Richard Haslop has commented that "Africa's Not for Sissies is a trenchant, if inimitably humorous and often moving reflection on his own status as a white South African committed to living in a country that so many of his compatriots were leaving."

John Samson of SA Rock Digest said of the album: "He has struck at the very core of the new South Africa and everything it has to offer. Syd has the red dust of Africa running through his veins and a finger firmly on the pulse of a nation going through the birth pains of being born again. He is the hippest of hippies and has produced an album of extreme beauty and social awareness. This is a profound and important album, ignore it at your peril."

In 2004 Kitchen embarked on a successful solo tour abroad during which he performed in England, Wales, Norway and Denmark, at among others, the Glastonbury Festival in England and the Kongsberg Jazz Festival in Norway.

===Bafo Bafo: What Kind?===

Africa's Not for Sissies was followed by the formation of Bafo Bafo. After years of friendship and informal "jamming" together at clubs and festivals, Madala Kunene and Syd Kitchen, two of South Africa's most enduring musical sons, joined forces in the creation of Bafo Bafo. This cross-cultural musical collaboration between two highly individual guitar stylists created a musical landscape that was absolutely unique, and culminated in the release of their only album together, "What Kind?". Bafo Bafo delivered a musical tapestry that was at once a living embodiment of the "new" South Africa, while their ability to naturally fuse cultural elements from the diversity abundant in multiethnic South Africa marked Bafo Bafo as a musical manifestation of the ethos behind the drive for Africa's renaissance.

===Across===

2007 saw Kitchen release what some call his finest album; Across consists of four long, solo acoustic guitar instrumentals named after the four elements, Earth, Air, Fire and Water, each of which references, if sometimes obliquely, the musical elements that have got him to this point.

===Fool in a Bubble===

In 2008 Brooklyn-based documentary filmmaker Joshua Sternlicht made a feature film on Kitchen, entitled Fool in a Bubble. Fool in a Bubble is the story of South African folk singer and poet Syd Kitchen, "as seen through the eyes of Sternlicht. Filmed in Durban and New York, the documentary premiered at the 2010 Durban International Film Festival. The film detailed Kitchen's life and music, in Durban and as he travelled to perform in New York, where he also recorded with Paul Simon's Graceland band. An album entitled "Fool in a Bubble" was released in conjunction with the film. Kitchen himself said of the film: " That is Josh Sternlicht's (Independent Filmmaker) take on my life. "
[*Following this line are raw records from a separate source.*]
//! # amps-core: Electrical Network Simulation Engine
//!
//! Fixed-timestep physics engine for aircraft-style electrical systems:
//! batteries, generators, transformer-rectifier units, inverters,
//! transformers, buses, loads, circuit breakers, shunts, ties and diodes.
//!
//! ## Design Philosophy
//!
//! Networks are an **arena of components** addressed by stable integer ids:
//! - Components hold their neighbor links as indices, never owning pointers,
//!   so bidirectional references and electrical loops cannot form ownership
//!   cycles.
//! - The component type set is **closed**: every traversal function matches
//!   exhaustively over [`CompType`], so adding a type forces an audit of
//!   every pass at compile time.
//! - Each simulation step runs two depth-first passes: voltage *painting*
//!   (sources outward) followed by current *integration* (loads back to
//!   sources). The pass order is fixed and load-bearing.
//!
//! ## Quick Start
//!
//! ```rust,no_run
//! use amps_core::*;
//!
//! let configs = vec![
//!     CompConfig::batt("MAIN_BATT", BattConfig::new(25.4, 40.0 * 3600.0 * 24.0, 1000.0)),
//!     CompConfig::bus("DC_BUS", BusConfig::dc(["MAIN_BATT", "FEED_CB"])),
//!     CompConfig::cb("FEED_CB", CbConfig::new(10.0)),
//!     CompConfig::bus("LOAD_BUS", BusConfig::dc(["FEED_CB", "PITOT_HEAT"])),
//!     CompConfig::load("PITOT_HEAT", LoadConfig::dc_amps(5.0)),
//! ];
//! let sys = ElecSys::new(configs).unwrap();
//! sys.start().unwrap();
//! let volts = sys.comp("LOAD_BUS").unwrap().in_volts();
//! sys.stop();
//! # let _ = volts;
//! ```
//!
//! ## Modules
//!
//! - [`config`] - Immutable component descriptors and their validation
//! - [`network`] - Arena construction, link resolution, topology diagnostics
//! - [`state`] - Work/published electrical state and per-type dynamic state
//! - [`paint`] - Voltage propagation pass
//! - [`integrate`] - Current accumulation pass
//! - [`step`] - Per-tick phase orchestrator
//! - [`sched`] - Worker thread, public [`ElecSys`] handle
//! - [`snapshot`] - Session persistence keyed by component name
//!
//! ## Concurrency model
//!
//! One background worker thread runs the step loop at a fixed cadence. All
//! reader/mutator entry points go through fine-grained per-component locks;
//! the full step itself is serialized behind a single worker interlock. See
//! [`sched::ElecSys`] for the guarantees.

use serde::{Deserialize, Serialize};

pub mod config;
pub mod curve;
pub mod diagnostics;
pub mod error;
pub mod integrate;
pub mod network;
pub mod paint;
pub mod sched;
pub mod snapshot;
pub mod state;
pub mod step;

pub use config::{
    BattConfig, BusConfig, CbConfig, ChargerConfig, CompConfig, CompKind, DiodeConfig, GenConfig,
    InvConfig, LabelBoxConfig, LoadConfig, ShuntConfig, TieConfig, TruConfig, XfrmrConfig,
};
pub use curve::{filter_in, Curve};
pub use diagnostics::{DiagnosticIssue, Diagnostics, Severity};
pub use error::{ElecError, ElecResult};
pub use network::{Network, TopologyStats};
pub use sched::{CompHandle, ElecSys};
pub use snapshot::SystemSnapshot;
pub use state::PowerState;

/// Maximum number of simultaneous power sources in one network.
///
/// Every source-capable component (battery, generator, TRU, inverter,
/// transformer) gets a small source index at construction; per-link current
/// bookkeeping is a fixed array of this size and source membership is a
/// plain `u64` bitmask.
pub const MAX_SRCS: usize = 64;

/// Hard traversal depth cap. Any well-formed network fits comfortably; the
/// cap exists to catch malformed (cyclic with respect to power direction)
/// configurations that slipped through construction.
pub const MAX_DEPTH: usize = 100;

/// Nominal worker step interval.
pub const STEP_INTERVAL: std::time::Duration = std::time::Duration::from_millis(50);

/// Stable arena index of a component. Assigned in descriptor order at
/// construction and never reused; valid for the lifetime of the network.
#[derive(Debug, Clone, Copy, PartialEq, Eq, Hash, PartialOrd, Ord, Serialize, Deserialize)]
#[serde(transparent)]
pub struct CompId(pub(crate) usize);

impl CompId {
    #[inline]
    pub fn new(value: usize) -> Self {
        CompId(value)
    }
    #[inline]
    pub fn value(&self) -> usize {
        self.0
    }
}

/// Index into the network's source table (`< MAX_SRCS`).
#[derive(Debug, Clone, Copy, PartialEq, Eq, Hash, Serialize, Deserialize)]
#[serde(transparent)]
pub struct SrcIdx(pub(crate) u8);

impl SrcIdx {
    #[inline]
    pub fn new(value: u8) -> Self {
        debug_assert!((value as usize) < MAX_SRCS);
        SrcIdx(value)
    }
    #[inline]
    pub fn value(&self) -> usize {
        self.0 as usize
    }
    #[inline]
    pub fn mask(&self) -> u64 {
        1u64 << self.0
    }
}

/// The closed set of component types.
#[derive(Debug, Clone, Copy, PartialEq, Eq, Hash, Serialize, Deserialize)]
pub enum CompType {
    Batt,
    Gen,
    Tru,
    Inv,
    Xfrmr,
    Load,
    Bus,
    Cb,
    Shunt,
    Tie,
    Diode,
    LabelBox,
}

impl CompType {
    /// Short uppercase tag, used in diagnostics and DOT dumps.
    pub fn tag(&self) -> &'static str {
        match self {
            CompType::Batt => "BATT",
            CompType::Gen => "GEN",
            CompType::Tru => "TRU",
            CompType::Inv => "INV",
            CompType::Xfrmr => "XFRMR",
            CompType::Load => "LOAD",
            CompType::Bus => "BUS",
            CompType::Cb => "CB",
            CompType::Shunt => "SHUNT",
            CompType::Tie => "TIE",
            CompType::Diode => "DIODE",
            CompType::LabelBox => "LABEL_BOX",
        }
    }

    /// Whether this type can own a source index (can energize others).
    pub fn is_src_capable(&self) -> bool {
        matches!(
            self,
            CompType::Batt | CompType::Gen | CompType::Tru | CompType::Inv | CompType::Xfrmr
        )
    }
}

impl std::fmt::Display for CompType {
    fn fmt(&self, f: &mut std::fmt::Formatter<'_>) -> std::fmt::Result {
        f.write_str(self.tag())
    }
}

/// AC/DC electrical domain of a bus-side connection.
#[derive(Debug, Clone, Copy, PartialEq, Eq, Hash, Serialize, Deserialize)]
#[serde(rename_all = "lowercase")]
pub enum PowerDomain {
    Ac,
    Dc,
}

impl PowerDomain {
    #[inline]
    pub fn is_ac(&self) -> bool {
        matches!(self, PowerDomain::Ac)
    }
}

impl std::fmt::Display for PowerDomain {
    fn fmt(&self, f: &mut std::fmt::Formatter<'_>) -> std::fmt::Result {
        match self {
            PowerDomain::Ac => f.write_str("AC"),
            PowerDomain::Dc => f.write_str("DC"),
        }
    }
}
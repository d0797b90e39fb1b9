//! Whole-network files.
//!
//! A network file is a versioned list of component descriptors, in YAML or
//! JSON. Loading goes through full network construction, so a bad file
//! reports every wiring problem at once rather than failing lazily later.

use std::fs;
use std::path::Path;

use anyhow::{Context, Result};
use serde::{Deserialize, Serialize};

use amps_core::{CompConfig, ElecSys, Network};

const FILE_VERSION: u32 = 1;

/// On-disk form of a network configuration.
#[derive(Debug, Clone, Serialize, Deserialize)]
pub struct NetworkFile {
    #[serde(default = "default_version")]
    pub version: u32,
    #[serde(default)]
    pub comps: Vec<CompConfig>,
}

fn default_version() -> u32 {
    FILE_VERSION
}

impl NetworkFile {
    pub fn new(comps: Vec<CompConfig>) -> Self {
        NetworkFile {
            version: FILE_VERSION,
            comps,
        }
    }

    pub fn save(&self, path: &Path) -> Result<()> {
        let text = match extension(path) {
            Some("json") => serde_json::to_string_pretty(self).context("serializing network json")?,
            _ => serde_yaml::to_string(self).context("serializing network yaml")?,
        };
        fs::write(path, text)
            .with_context(|| format!("writing network file '{}'", path.display()))?;
        Ok(())
    }
}

fn extension(path: &Path) -> Option<&str> {
    path.extension().and_then(|ext| ext.to_str())
}

/// Read and parse a network file, selecting the format by extension and
/// falling back to trying both.
pub fn load_file(path: &Path) -> Result<NetworkFile> {
    let data = fs::read_to_string(path)
        .with_context(|| format!("reading network file '{}'", path.display()))?;
    let file: NetworkFile = match extension(path) {
        Some(ext) if ext.eq_ignore_ascii_case("yaml") || ext.eq_ignore_ascii_case("yml") => {
            serde_yaml::from_str(&data).context("parsing network yaml")?
        }
        Some(ext) if ext.eq_ignore_ascii_case("json") => {
            serde_json::from_str(&data).context("parsing network json")?
        }
        _ => serde_yaml::from_str(&data)
            .or_else(|_| serde_json::from_str(&data))
            .context("parsing network file")?,
    };
    if file.version > FILE_VERSION {
        anyhow::bail!(
            "network file '{}' has version {}, this build understands up to {FILE_VERSION}",
            path.display(),
            file.version
        );
    }
    Ok(file)
}

/// Load a network file and build the (validated) network.
pub fn load_network_from_path(path: &Path) -> Result<Network> {
    let file = load_file(path)?;
    Network::build(file.comps)
        .with_context(|| format!("building network from '{}'", path.display()))
}

/// Load a network file straight into a runnable system.
pub fn load_system_from_path(path: &Path) -> Result<ElecSys> {
    let file = load_file(path)?;
    ElecSys::new(file.comps)
        .with_context(|| format!("building system from '{}'", path.display()))
}

#[cfg(test)]
mod tests {
    use super::*;
    use crate::builders::single_battery_feeder;

    #[test]
    fn test_yaml_round_trip() {
        let dir = tempfile::tempdir().unwrap();
        let path = dir.path().join("net.yaml");
        NetworkFile::new(single_battery_feeder(25.4, 10.0, 5.0))
            .save(&path)
            .unwrap();
        let net = load_network_from_path(&path).unwrap();
        assert_eq!(net.len(), 5);
        assert!(net.comp_by_name("FEED_CB").is_some());
    }

    #[test]
    fn test_json_round_trip() {
        let dir = tempfile::tempdir().unwrap();
        let path = dir.path().join("net.json");
        NetworkFile::new(single_battery_feeder(25.4, 10.0, 5.0))
            .save(&path)
            .unwrap();
        let sys = load_system_from_path(&path).unwrap();
        sys.step_once(0.05).unwrap();
        assert!(sys.comp("LOAD").unwrap().is_powered());
    }

    #[test]
    fn test_bad_wiring_reports_context() {
        let dir = tempfile::tempdir().unwrap();
        let path = dir.path().join("net.yaml");
        let mut comps = single_battery_feeder(25.4, 10.0, 5.0);
        comps.pop(); // drop the load, leaving a dangling bus reference
        NetworkFile::new(comps).save(&path).unwrap();
        let err = load_network_from_path(&path).unwrap_err();
        assert!(format!("{err:#}").contains("building network"));
    }

    #[test]
    fn test_future_version_refused() {
        let dir = tempfile::tempdir().unwrap();
        let path = dir.path().join("net.yaml");
        let mut file = NetworkFile::new(single_battery_feeder(25.4, 10.0, 5.0));
        file.version = 99;
        file.save(&path).unwrap();
        assert!(load_file(&path).is_err());
    }
}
===John Martyn Tribute Album===

About the last musical adventure of Kitchen's life was travelling to Scotland to record a version of the John Martyn song, Fine Lines, along with members of Martyn's band Alan Thomson, Foster Paterson and his close friend Suzi Chunk for a Martyn tribute album destined to include a string of far better known artists than Kitchen himself. The tribute album featuring his cover of John Martyn's Fine Lines was released in 2011. The album also features The Cure's Robert Smith, David Gray, Beck, Paolo Nutini and Phil Collins doing covers of Martyn's work. Martyn himself was apparently well aware of and quite taken with Kitchen's output.

==Personal life==
Kitchen, who taught guitar privately for years, went to university from which he emerged with BA (Music) and BA Honours degrees in musicology, both of which were awarded cum laude.

==Death==

In March 2011 Kitchen was diagnosed with lung cancer and died soon afterwards. At the time of his death, there were a number of benefit concerts planned, featuring many of his collaborators. Kitchen was survived by his wife, Germaine, and two daughters, Sev and Jasmine.

In an interview with City Press shortly before his death, Kitchen said: "I've lived life, I'm proud of my credibility and what I've done – more than most my age. I've filled up three lifetimes in a way."